• _What to produce_
The answer must be every line from the entries below that contains "SetForegroundColor".

____

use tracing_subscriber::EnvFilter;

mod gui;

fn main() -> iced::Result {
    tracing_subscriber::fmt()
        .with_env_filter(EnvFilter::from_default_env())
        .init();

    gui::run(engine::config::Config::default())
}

____

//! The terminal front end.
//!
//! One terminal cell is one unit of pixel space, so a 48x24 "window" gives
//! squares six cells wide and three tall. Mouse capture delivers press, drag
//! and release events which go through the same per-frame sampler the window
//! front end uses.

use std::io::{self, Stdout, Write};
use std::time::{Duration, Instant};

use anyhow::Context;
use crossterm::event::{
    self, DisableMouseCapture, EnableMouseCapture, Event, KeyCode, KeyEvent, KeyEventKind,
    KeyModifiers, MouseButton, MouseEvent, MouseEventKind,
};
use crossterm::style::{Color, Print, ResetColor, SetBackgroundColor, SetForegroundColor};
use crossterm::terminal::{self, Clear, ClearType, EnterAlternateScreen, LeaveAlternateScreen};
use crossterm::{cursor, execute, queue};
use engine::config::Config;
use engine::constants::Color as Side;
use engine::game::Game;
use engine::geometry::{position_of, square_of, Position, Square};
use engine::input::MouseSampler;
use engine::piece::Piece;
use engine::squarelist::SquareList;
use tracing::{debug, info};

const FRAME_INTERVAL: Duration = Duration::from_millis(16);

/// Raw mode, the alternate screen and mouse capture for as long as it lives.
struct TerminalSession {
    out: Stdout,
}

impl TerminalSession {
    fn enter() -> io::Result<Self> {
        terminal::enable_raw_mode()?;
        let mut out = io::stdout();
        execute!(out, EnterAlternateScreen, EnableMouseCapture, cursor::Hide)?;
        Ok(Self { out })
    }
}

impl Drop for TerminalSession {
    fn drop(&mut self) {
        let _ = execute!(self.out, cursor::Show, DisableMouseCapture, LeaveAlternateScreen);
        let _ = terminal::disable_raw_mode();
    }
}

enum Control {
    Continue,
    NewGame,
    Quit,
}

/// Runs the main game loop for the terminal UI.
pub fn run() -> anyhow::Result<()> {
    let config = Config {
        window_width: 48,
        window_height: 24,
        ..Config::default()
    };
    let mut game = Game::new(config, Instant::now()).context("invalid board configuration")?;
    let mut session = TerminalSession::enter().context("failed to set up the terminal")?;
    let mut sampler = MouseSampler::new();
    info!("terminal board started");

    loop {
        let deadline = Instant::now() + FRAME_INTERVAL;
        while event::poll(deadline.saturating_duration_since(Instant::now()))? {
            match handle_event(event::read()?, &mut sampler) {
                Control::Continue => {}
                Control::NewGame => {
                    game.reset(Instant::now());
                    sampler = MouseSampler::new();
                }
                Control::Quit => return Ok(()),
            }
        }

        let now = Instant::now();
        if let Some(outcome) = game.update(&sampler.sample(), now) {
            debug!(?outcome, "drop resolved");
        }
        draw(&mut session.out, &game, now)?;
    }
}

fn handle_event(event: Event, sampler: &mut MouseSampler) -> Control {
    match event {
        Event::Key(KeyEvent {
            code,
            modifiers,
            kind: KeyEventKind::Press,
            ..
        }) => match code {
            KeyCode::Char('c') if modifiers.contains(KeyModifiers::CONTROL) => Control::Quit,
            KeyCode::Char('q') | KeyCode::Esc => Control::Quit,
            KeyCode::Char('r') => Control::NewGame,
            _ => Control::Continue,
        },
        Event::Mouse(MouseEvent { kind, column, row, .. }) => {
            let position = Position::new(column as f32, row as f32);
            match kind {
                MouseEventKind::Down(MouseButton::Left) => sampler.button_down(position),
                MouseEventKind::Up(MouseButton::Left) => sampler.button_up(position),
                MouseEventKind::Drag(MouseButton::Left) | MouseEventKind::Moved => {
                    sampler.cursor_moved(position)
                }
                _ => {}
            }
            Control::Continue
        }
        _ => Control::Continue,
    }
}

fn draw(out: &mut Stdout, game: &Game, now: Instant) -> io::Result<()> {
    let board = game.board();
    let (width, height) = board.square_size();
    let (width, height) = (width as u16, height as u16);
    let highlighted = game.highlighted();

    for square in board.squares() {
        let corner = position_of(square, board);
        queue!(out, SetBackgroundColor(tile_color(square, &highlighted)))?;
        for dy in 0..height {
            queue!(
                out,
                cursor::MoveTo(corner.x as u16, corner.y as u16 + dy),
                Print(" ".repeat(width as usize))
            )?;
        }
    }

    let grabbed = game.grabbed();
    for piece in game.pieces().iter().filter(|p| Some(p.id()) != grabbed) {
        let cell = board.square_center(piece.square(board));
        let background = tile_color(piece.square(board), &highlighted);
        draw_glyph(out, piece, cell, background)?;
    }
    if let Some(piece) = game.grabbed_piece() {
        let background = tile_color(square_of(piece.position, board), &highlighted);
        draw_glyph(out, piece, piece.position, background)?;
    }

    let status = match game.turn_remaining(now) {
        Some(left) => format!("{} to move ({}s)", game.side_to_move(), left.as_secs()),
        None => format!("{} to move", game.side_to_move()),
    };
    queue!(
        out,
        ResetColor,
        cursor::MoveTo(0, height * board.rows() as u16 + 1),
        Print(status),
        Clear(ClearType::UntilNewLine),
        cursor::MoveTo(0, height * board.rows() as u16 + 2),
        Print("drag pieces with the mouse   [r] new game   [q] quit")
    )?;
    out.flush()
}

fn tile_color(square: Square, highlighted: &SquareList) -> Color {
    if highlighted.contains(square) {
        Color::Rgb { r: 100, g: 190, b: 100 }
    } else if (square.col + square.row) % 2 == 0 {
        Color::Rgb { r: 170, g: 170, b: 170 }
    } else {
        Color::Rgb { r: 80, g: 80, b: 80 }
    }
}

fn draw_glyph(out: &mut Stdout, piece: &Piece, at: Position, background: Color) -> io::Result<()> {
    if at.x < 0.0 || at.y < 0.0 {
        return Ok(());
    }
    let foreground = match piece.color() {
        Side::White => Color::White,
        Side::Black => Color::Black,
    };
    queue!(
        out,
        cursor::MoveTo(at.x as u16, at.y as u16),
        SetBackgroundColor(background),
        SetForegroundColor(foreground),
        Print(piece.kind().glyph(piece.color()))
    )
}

____

• _Solution to this exercise_
use crossterm::style::{Color, Print, ResetColor, SetBackgroundColor, SetForegroundColor};
        SetForegroundColor(foreground),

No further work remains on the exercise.